■ PROVIDED DATA
════════════════════

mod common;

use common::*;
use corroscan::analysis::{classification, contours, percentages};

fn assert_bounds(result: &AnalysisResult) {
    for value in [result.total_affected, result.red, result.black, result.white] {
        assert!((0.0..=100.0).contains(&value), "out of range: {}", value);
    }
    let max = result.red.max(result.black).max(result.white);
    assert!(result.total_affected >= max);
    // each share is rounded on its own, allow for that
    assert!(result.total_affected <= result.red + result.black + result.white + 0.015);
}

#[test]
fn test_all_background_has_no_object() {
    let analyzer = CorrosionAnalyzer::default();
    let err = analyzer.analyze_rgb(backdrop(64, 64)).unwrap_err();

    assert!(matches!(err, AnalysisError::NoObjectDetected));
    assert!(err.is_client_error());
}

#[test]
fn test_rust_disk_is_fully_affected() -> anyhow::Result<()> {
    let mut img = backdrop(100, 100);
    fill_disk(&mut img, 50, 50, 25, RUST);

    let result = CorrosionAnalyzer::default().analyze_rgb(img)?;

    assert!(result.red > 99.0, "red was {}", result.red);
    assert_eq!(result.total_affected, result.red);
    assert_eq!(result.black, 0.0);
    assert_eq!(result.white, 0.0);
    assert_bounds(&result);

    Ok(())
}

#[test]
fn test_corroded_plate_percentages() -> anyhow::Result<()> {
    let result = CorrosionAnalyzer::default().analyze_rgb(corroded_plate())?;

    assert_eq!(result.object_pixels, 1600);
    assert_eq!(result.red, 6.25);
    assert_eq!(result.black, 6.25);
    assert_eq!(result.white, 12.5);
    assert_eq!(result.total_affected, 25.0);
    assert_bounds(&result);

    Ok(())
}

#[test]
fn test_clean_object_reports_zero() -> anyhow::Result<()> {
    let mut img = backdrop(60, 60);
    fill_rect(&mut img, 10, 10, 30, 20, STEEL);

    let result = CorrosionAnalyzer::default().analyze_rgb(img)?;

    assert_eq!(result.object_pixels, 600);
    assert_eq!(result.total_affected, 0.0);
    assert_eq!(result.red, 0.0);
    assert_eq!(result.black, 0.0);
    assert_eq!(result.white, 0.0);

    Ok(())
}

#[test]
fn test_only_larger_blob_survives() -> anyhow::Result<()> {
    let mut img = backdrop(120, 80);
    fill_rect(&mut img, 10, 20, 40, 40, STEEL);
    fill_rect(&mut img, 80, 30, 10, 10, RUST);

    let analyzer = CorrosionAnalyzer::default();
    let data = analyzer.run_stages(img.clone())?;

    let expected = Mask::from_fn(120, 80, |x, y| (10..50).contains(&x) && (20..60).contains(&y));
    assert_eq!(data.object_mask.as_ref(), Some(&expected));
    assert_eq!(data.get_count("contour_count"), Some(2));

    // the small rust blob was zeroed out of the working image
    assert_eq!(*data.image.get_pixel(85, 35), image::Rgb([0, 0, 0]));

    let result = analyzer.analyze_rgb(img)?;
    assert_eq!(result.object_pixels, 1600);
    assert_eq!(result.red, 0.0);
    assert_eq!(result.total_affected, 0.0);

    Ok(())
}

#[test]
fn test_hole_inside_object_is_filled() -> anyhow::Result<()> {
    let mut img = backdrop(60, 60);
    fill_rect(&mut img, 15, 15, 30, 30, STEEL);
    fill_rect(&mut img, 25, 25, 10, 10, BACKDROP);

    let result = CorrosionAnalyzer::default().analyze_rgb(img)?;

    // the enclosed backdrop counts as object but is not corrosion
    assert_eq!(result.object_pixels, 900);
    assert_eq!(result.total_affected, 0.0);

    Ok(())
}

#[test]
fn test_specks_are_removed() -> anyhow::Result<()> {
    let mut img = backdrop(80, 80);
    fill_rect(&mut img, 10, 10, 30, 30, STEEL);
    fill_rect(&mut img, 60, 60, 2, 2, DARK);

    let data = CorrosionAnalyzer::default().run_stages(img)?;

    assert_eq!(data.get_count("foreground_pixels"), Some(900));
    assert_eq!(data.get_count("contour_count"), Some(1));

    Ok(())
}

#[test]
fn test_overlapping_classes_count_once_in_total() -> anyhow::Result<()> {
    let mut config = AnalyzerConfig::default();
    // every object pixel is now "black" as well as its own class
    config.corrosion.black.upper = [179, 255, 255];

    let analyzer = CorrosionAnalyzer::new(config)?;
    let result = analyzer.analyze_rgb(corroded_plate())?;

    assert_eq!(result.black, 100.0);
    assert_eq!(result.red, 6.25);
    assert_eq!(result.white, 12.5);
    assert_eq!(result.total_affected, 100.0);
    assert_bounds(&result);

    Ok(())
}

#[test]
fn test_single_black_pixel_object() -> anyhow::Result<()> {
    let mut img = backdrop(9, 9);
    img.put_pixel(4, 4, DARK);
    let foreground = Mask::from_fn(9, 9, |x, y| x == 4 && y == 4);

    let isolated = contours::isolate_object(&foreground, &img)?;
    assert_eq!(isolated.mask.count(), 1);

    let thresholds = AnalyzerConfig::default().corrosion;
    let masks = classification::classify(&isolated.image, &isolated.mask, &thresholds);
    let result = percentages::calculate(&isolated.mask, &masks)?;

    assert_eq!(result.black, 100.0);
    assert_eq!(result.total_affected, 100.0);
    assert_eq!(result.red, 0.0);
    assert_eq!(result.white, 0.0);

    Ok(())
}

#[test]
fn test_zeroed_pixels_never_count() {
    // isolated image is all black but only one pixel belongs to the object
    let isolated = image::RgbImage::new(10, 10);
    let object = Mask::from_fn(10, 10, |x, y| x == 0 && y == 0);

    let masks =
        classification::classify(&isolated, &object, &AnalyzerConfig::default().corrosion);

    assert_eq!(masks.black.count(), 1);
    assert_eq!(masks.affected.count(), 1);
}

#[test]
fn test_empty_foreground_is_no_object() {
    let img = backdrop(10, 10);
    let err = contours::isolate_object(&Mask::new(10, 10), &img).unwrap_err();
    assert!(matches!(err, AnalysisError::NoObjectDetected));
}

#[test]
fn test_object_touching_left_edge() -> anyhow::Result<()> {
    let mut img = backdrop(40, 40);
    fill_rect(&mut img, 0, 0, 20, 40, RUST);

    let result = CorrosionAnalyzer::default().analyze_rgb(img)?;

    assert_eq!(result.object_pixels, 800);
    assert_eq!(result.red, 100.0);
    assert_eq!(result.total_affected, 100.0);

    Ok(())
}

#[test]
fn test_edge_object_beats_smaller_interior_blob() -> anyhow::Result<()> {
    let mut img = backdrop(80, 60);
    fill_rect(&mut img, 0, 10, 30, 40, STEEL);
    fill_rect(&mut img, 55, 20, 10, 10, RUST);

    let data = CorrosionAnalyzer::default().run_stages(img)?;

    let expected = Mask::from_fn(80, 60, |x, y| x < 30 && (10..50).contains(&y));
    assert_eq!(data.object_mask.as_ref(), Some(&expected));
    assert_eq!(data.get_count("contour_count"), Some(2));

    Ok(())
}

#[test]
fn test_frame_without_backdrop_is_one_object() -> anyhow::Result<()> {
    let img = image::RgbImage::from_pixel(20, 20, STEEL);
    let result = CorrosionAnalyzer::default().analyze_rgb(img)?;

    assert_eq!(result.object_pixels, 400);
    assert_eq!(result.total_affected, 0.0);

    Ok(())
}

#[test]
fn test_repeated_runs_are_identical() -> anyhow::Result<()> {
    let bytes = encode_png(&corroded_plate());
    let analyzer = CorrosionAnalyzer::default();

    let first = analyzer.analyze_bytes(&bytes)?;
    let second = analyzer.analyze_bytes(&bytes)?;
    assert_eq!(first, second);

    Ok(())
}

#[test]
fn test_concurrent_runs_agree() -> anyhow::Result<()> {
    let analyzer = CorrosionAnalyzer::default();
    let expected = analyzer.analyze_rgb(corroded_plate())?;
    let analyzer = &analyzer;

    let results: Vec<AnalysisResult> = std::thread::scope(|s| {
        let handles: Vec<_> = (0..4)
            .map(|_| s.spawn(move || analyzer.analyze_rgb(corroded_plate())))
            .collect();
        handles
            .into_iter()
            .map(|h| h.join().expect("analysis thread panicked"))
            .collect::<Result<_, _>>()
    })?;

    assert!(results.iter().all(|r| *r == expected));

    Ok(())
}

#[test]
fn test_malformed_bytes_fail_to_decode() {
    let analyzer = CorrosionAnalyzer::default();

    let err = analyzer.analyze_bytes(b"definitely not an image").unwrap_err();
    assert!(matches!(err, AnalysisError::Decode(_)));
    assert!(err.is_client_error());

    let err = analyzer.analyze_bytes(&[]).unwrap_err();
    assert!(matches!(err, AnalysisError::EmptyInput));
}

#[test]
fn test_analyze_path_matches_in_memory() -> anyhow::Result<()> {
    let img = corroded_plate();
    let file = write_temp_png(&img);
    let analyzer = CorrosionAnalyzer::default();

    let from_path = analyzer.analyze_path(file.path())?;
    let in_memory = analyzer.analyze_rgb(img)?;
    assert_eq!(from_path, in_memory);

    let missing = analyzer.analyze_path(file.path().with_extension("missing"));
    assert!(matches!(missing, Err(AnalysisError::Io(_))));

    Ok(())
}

════════════════════

■ WHAT YOU ARE ASKED TO DO
In the data above, retype exactly and only the lines between the one holding "assert_eq!(result.object_pixels, 900);" and the one holding "let analyzer = CorrosionAnalyzer::new(config)?;", inclusive.

■ ANSWER SECTION
    assert_eq!(result.object_pixels, 900);
    assert_eq!(result.total_affected, 0.0);

    Ok(())
}

#[test]
fn test_specks_are_removed() -> anyhow::Result<()> {
    let mut img = backdrop(80, 80);
    fill_rect(&mut img, 10, 10, 30, 30, STEEL);
    fill_rect(&mut img, 60, 60, 2, 2, DARK);

    let data = CorrosionAnalyzer::default().run_stages(img)?;

    assert_eq!(data.get_count("foreground_pixels"), Some(900));
    assert_eq!(data.get_count("contour_count"), Some(1));

    Ok(())
}

#[test]
fn test_overlapping_classes_count_once_in_total() -> anyhow::Result<()> {
    let mut config = AnalyzerConfig::default();
    // every object pixel is now "black" as well as its own class
    config.corrosion.black.upper = [179, 255, 255];

    let analyzer = CorrosionAnalyzer::new(config)?;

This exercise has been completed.